After reiterating November 13 as the trial start date and informing counsel of its department trial rules, the court and counsel discussed the proposed jury instructions and verdict forms. Toward the end of this discussion, counsel told the court there is a split among the federal circuits as to whether a website is subject to the ADA, and whether a nexus between the defendant‘s website and its physical facilities is required to trigger ADA protection. The court responded that the arguments on the issue of “accessing the physical” space and any required “nexus” had “piqued [its] interest,” and that it was “interested in briefing on that.” After counsel told the court that most of the case law has arisen in the federal courts, and no California appellate court has yet ruled on this issue, the court said, “Lucky me. So you . . . need to brief this. You both need to put together a trial brief for me. I‘ve got a pretty good feel, but you [both] know this area inside and out . . . since there aren‘t any California appellate court cases. . . .” The court asked counsel to email their briefs by Monday morning (the day before jury selection was scheduled to begin), and said, “I‘ll go through the briefs Tuesday, and then we‘ll start picking the jury Tuesday afternoon.”
On Monday November 12, the parties emailed their trial briefs to the court. Credit Union‘s brief was 44 pages and addressed numerous legal issues in addition to the public accommodations issue raised by the court. Martinez‘s brief was 19 pages and more limited than Credit Union‘s brief.
November 13 Hearing and Order
The next day, the parties met in chambers for an unrecorded discussion. After the discussion, the court held a hearing on the record. At the outset of the hearing, the court said:
“We have had [a] chambers discussion. I have reviewed bоth sides’ trial briefs, and I have given . . . this matter a tremendous amount of thought over the three-day weekend. And with the benefit of the trial briefs, I think the Court‘s position has clarified.
“And I asked counsel back in chambers . . . if they would be opposed to not going through the procedure of picking a jury and doing opening statements given the fact that I have decided to grant the defendant‘s motion for nonsuit as I read their brief in terms of the website not being subject to the ADA.” (Italics added.)
When the court asked Martinez‘s counsel whether he agreed with its comments about the procedure, counsel responded:
“[I]t is my understanding that the Court is sua sponte granting a nonsuit on the basis that the Court has determined, as a matter of law, that neither the Unruh Act nor the Americans with Disabilities Act applies to a website as alleged here, which is a website that is in a nexus to a physical building. [¶] With that being the case, I agree that it would be futile to proceed in that the Court has determined that as a matter of law. We would simply ask that for purposes of creating a complete record for appeal, that the court receive and accept the trial briefs that were filed herein.” (Italics added.)

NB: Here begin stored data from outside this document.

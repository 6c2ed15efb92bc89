//! Discrete engine adapter.
//!
//! - `compile`: freezes a builder into a [`CompiledModel`] within the engine's 32-bit range
//! - `limit`:   wall-clock and search-step budget polled by the engine
//! - `pumpkin`: posts a compiled model to pumpkin-core and runs it

mod compile;
mod limit;
mod pumpkin;

pub(crate) use compile::compile;
pub(crate) use limit::SearchLimit;
pub(crate) use pumpkin::{EngineOutcome, EngineStatus, run};

use duet_expr::{ModelTag, VarId};
use duet_solver::Sense;

/// Closed integer interval `[lower, upper]`.
pub(crate) type Domain = (i64, i64);

#[derive(Debug, Clone, Copy, PartialEq, Eq)]
pub(crate) enum RowKind {
    LessEqual,
    Equal,
}

/// `Σ coeff * x (<= | =) rhs` in engine integers.
#[derive(Debug, Clone, PartialEq, Eq)]
pub(crate) struct LinearRow {
    pub(crate) terms: Vec<(usize, i32)>,
    pub(crate) kind: RowKind,
    pub(crate) rhs: i32,
}

impl LinearRow {
    pub(crate) fn activity(&self, values: &[i64]) -> i64 {
        self.terms
            .iter()
            .map(|&(var, coeff)| i64::from(coeff) * values[var])
            .sum()
    }

    pub(crate) fn holds(&self, values: &[i64]) -> bool {
        let activity = self.activity(values);
        let rhs = i64::from(self.rhs);
        match self.kind {
            RowKind::LessEqual => activity <= rhs,
            RowKind::Equal => activity == rhs,
        }
    }
}

#[derive(Debug, Clone, PartialEq, Eq)]
pub(crate) struct CompiledObjective {
    pub(crate) sense: Sense,
    pub(crate) terms: Vec<(usize, i32)>,
    /// Smallest value the objective can take over the initial domains.
    pub(crate) lower: i32,
    /// Largest value the objective can take over the initial domains.
    pub(crate) upper: i32,
}

impl CompiledObjective {
    pub(crate) fn evaluate(&self, values: &[i64]) -> i64 {
        self.terms
            .iter()
            .map(|&(var, coeff)| i64::from(coeff) * values[var])
            .sum()
    }
}

/// Reason a model has no solution, established before search.
#[derive(Debug, Clone, PartialEq, Eq)]
pub(crate) enum Refutation {
    /// A variable appears twice in one all-different group.
    RepeatedMember { group: usize, variable: usize },
    /// More group members have domains inside `[lower, upper]` than it holds values.
    HallInterval {
        group: usize,
        lower: i64,
        upper: i64,
        members: usize,
    },
    /// A relation without terms that `0` does not satisfy.
    EmptyRow { row: usize },
    /// The engine detected a conflict while the relation was posted.
    RootConflict { kind: &'static str, index: usize },
}

impl std::fmt::Display for Refutation {
    fn fmt(&self, f: &mut std::fmt::Formatter<'_>) -> std::fmt::Result {
        match self {
            Refutation::RepeatedMember { group, variable } => write!(
                f,
                "variable {variable} appears twice in all-different group {group}"
            ),
            Refutation::HallInterval {
                group,
                lower,
                upper,
                members,
            } => write!(
                f,
                "{members} members of all-different group {group} share [{lower}, {upper}]"
            ),
            Refutation::EmptyRow { row } => write!(f, "row {row} has no terms and excludes 0"),
            Refutation::RootConflict { kind, index } => {
                write!(f, "{kind} {index} conflicts at the root")
            }
        }
    }
}

/// Frozen copy of a discrete model, as handed to the engine.
///
/// A [`CpSolution`](crate::CpSolution) keeps the compiled model it was
/// produced from so variable handles can be resolved against it after the
/// builder has moved on.
#[derive(Debug, Clone)]
pub struct CompiledModel {
    tag: ModelTag,
    pub(crate) domains: Vec<Domain>,
    pub(crate) names: Vec<Option<String>>,
    pub(crate) rows: Vec<LinearRow>,
    pub(crate) all_different: Vec<Vec<usize>>,
    pub(crate) objective: Option<CompiledObjective>,
}

impl CompiledModel {
    /// Variables and names only, for snapshots of models that failed to compile.
    pub(crate) fn skeleton(model: &crate::CpModel) -> Self {
        Self {
            tag: model.tag(),
            domains: model
                .variables
                .iter()
                .map(|v| (v.lower, v.upper))
                .collect(),
            names: model.variables.iter().map(|v| v.name.clone()).collect(),
            rows: Vec::new(),
            all_different: Vec::new(),
            objective: None,
        }
    }

    pub fn tag(&self) -> ModelTag {
        self.tag
    }

    pub fn num_variables(&self) -> usize {
        self.domains.len()
    }

    /// Number of linear rows, with `>=` relations folded into `<=`.
    pub fn num_linear_rows(&self) -> usize {
        self.rows.len()
    }

    pub fn num_all_different(&self) -> usize {
        self.all_different.len()
    }

    pub fn has_objective(&self) -> bool {
        self.objective.is_some()
    }

    /// Resolve a handle issued by the model this was compiled from.
    pub fn resolve(&self, id: VarId) -> Option<usize> {
        (id.model() == self.tag && id.index() < self.domains.len()).then_some(id.index())
    }

    /// Initial domain of a variable.
    pub fn domain(&self, id: VarId) -> Option<(i64, i64)> {
        self.resolve(id).map(|index| self.domains[index])
    }

    pub fn variable_name(&self, id: VarId) -> Option<&str> {
        self.resolve(id).and_then(|index| self.names[index].as_deref())
    }

    /// First all-different group whose members cannot all take distinct
    /// values within their initial domains.
    pub(crate) fn all_different_refutation(&self) -> Option<Refutation> {
        self.all_different
            .iter()
            .enumerate()
            .find_map(|(group, members)| {
                repeated_member(members)
                    .map(|variable| Refutation::RepeatedMember { group, variable })
                    .or_else(|| {
                        hall_violation(members, &self.domains).map(|(lower, upper, count)| {
                            Refutation::HallInterval {
                                group,
                                lower,
                                upper,
                                members: count,
                            }
                        })
                    })
            })
    }

    /// Check a complete assignment against every constraint.
    #[cfg(test)]
    pub(crate) fn is_satisfied(&self, values: &[i64]) -> bool {
        let within_domains = self
            .domains
            .iter()
            .zip(values)
            .all(|(&(lower, upper), &value)| lower <= value && value <= upper);
        let rows_hold = self.rows.iter().all(|row| row.holds(values));
        let groups_hold = self.all_different.iter().all(|group| {
            let mut seen: Vec<i64> = group.iter().map(|&var| values[var]).collect();
            seen.sort_unstable();
            seen.windows(2).all(|pair| pair[0] != pair[1])
        });
        within_domains && rows_hold && groups_hold
    }
}

fn repeated_member(members: &[usize]) -> Option<usize> {
    let mut sorted = members.to_vec();
    sorted.sort_unstable();
    sorted
        .windows(2)
        .find(|pair| pair[0] == pair[1])
        .map(|pair| pair[0])
}

/// Interval `[lower, upper]` holding the domains of more members than values.
///
/// Only intervals between an existing lower bound and an existing upper bound
/// can be tight, so each lower bound is paired with members in order of their
/// upper bounds.
fn hall_violation(members: &[usize], domains: &[Domain]) -> Option<(i64, i64, usize)> {
    let mut bounds: Vec<Domain> = members.iter().map(|&var| domains[var]).collect();
    bounds.sort_unstable_by_key(|&(_, upper)| upper);

    let mut starts: Vec<i64> = bounds.iter().map(|&(lower, _)| lower).collect();
    starts.sort_unstable();
    starts.dedup();

    for &start in &starts {
        let mut inside: usize = 0;
        for &(lower, upper) in &bounds {
            if lower < start {
                continue;
            }
            inside += 1;
            let values = i128::from(upper) - i128::from(start) + 1;
            if inside as i128 > values {
                return Some((start, upper, inside));
            }
        }
    }
    None
}

#[cfg(test)]
mod tests {
    use super::*;

    #[test]
    fn test_hall_violation_ignores_wide_member() {
        let mut domains = vec![(0, 12); 14];
        domains.push((0, 1000));
        let members: Vec<usize> = (0..15).collect();
        assert_eq!(hall_violation(&members, &domains), Some((0, 12, 14)));
    }

    #[test]
    fn test_hall_violation_finds_inner_interval() {
        // Three members squeezed into [4, 5] next to roomy neighbours.
        let domains = vec![(0, 9), (4, 5), (4, 5), (5, 5), (0, 9)];
        let members: Vec<usize> = (0..5).collect();
        assert_eq!(hall_violation(&members, &domains), Some((4, 5, 3)));
    }

    #[test]
    fn test_hall_violation_accepts_exact_fit() {
        let domains = vec![(0, 2), (0, 2), (0, 2), (-5, 40)];
        let members: Vec<usize> = (0..4).collect();
        assert_eq!(hall_violation(&members, &domains), None);
    }

    #[test]
    fn test_repeated_member_is_reported() {
        assert_eq!(repeated_member(&[3, 1, 3]), Some(3));
        assert_eq!(repeated_member(&[0, 1, 2]), None);
    }

    #[test]
    fn test_row_holds_by_kind() {
        let row = LinearRow {
            terms: vec![(0, 2), (1, -1)],
            kind: RowKind::Equal,
            rhs: 3,
        };
        assert!(row.holds(&[2, 1]));
        assert!(!row.holds(&[2, 0]));
        let row = LinearRow {
            kind: RowKind::LessEqual,
            ..row
        };
        assert!(row.holds(&[2, 4]));
    }

    #[test]
    fn test_refutation_display() {
        let refutation = Refutation::HallInterval {
            group: 0,
            lower: 0,
            upper: 12,
            members: 14,
        };
        assert_eq!(
            refutation.to_string(),
            "14 members of all-different group 0 share [0, 12]"
        );
    }
}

After defense counsel agreed with this description, the court said it would prepare a brief order that would be “pretty much very similar to the defense brief on this point.”
Several days later, the court issued an order entitled “Sua Sponte Order Granting Motion for Nonsuit.” (Some capitalization omitted.) The order stated Credit Union‘s motion was essentially a challenge to the pleadings, and the court “agreed with the Defense position . . . [that] the complaint failed to state facts sufficient to constitute a cause of action.” The court then identified the two alternative legal grounds for proving an Unruh Civil Rights Act violation based on disability discrimination (violation of the ADA and intentional discrimination), but addressed only the first ground because it said “Plaintiff has indicated that he intends to proceed solely by proving that Defendant violated the ADA.”
The court then stated its conclusion that Credit Union‘s website was not subject to the ADA because the ADA applies only to “a place of public
DISCUSSION
I. Review Standard
Although the court labeled its “sua sponte” dismissal ruling a “nonsuit,” both parties agree that in substance the court‘s order reflected a determination on the sufficiency of Martinez‘s pleading. We agree with this characterization. The court made clear it was ruling on the ADA “public accommodations” issue based solely on the complaint‘s allegations, and was not considering any proposed evidence or factual assertions made during the in limine motions hearing or chambers discussion, or in the parties’ trial briefs.
When a court rules on a challenge to a pleading after a complaint and answer have been filed, the motion is in the nature of a judgment on the pleadings and can be made before or during trial. (See Stoops v. Abbassi (2002) 100 Cal.App.4th 644, 650.) A court may grant a judgment on the pleadings on its own motion. (
We review the court‘s ruling de novo. (Harris, supra, 59 Cal.4th at p. 777; Rossberg v. Bank of America, N.A. (2013) 219 Cal.App.4th 1481, 1490
II. Unruh Civil Rights Act
California‘s Unruh Civil Rights Act provides: “All persons within the jurisdiction of this state are free and equal, and no matter what their . . . disability . . . are entitled to the full and equal accommodations, advantages, faсilities, privileges, or services in all business establishments of every kind whatsoever.” (
We begin with the ADA violation claim. Because we conclude the court erred in dismissing the complaint on this theory, we do not reach the issue whether the alleged intentional discrimination theory also supports the cause of action and/or whether the court correctly found that Martinez had abandoned this theory for purposes of the “nonsuit” motion. We are required to reverse if the plaintiff has stated a viable cause of action on any legal theory, and we do so based on the ADA theory. On remand, Martinez may also pursue the alternate intentional discrimination claim if it is supported by the facts and applicable legal principles and the trial court finds there has been no forfeiture.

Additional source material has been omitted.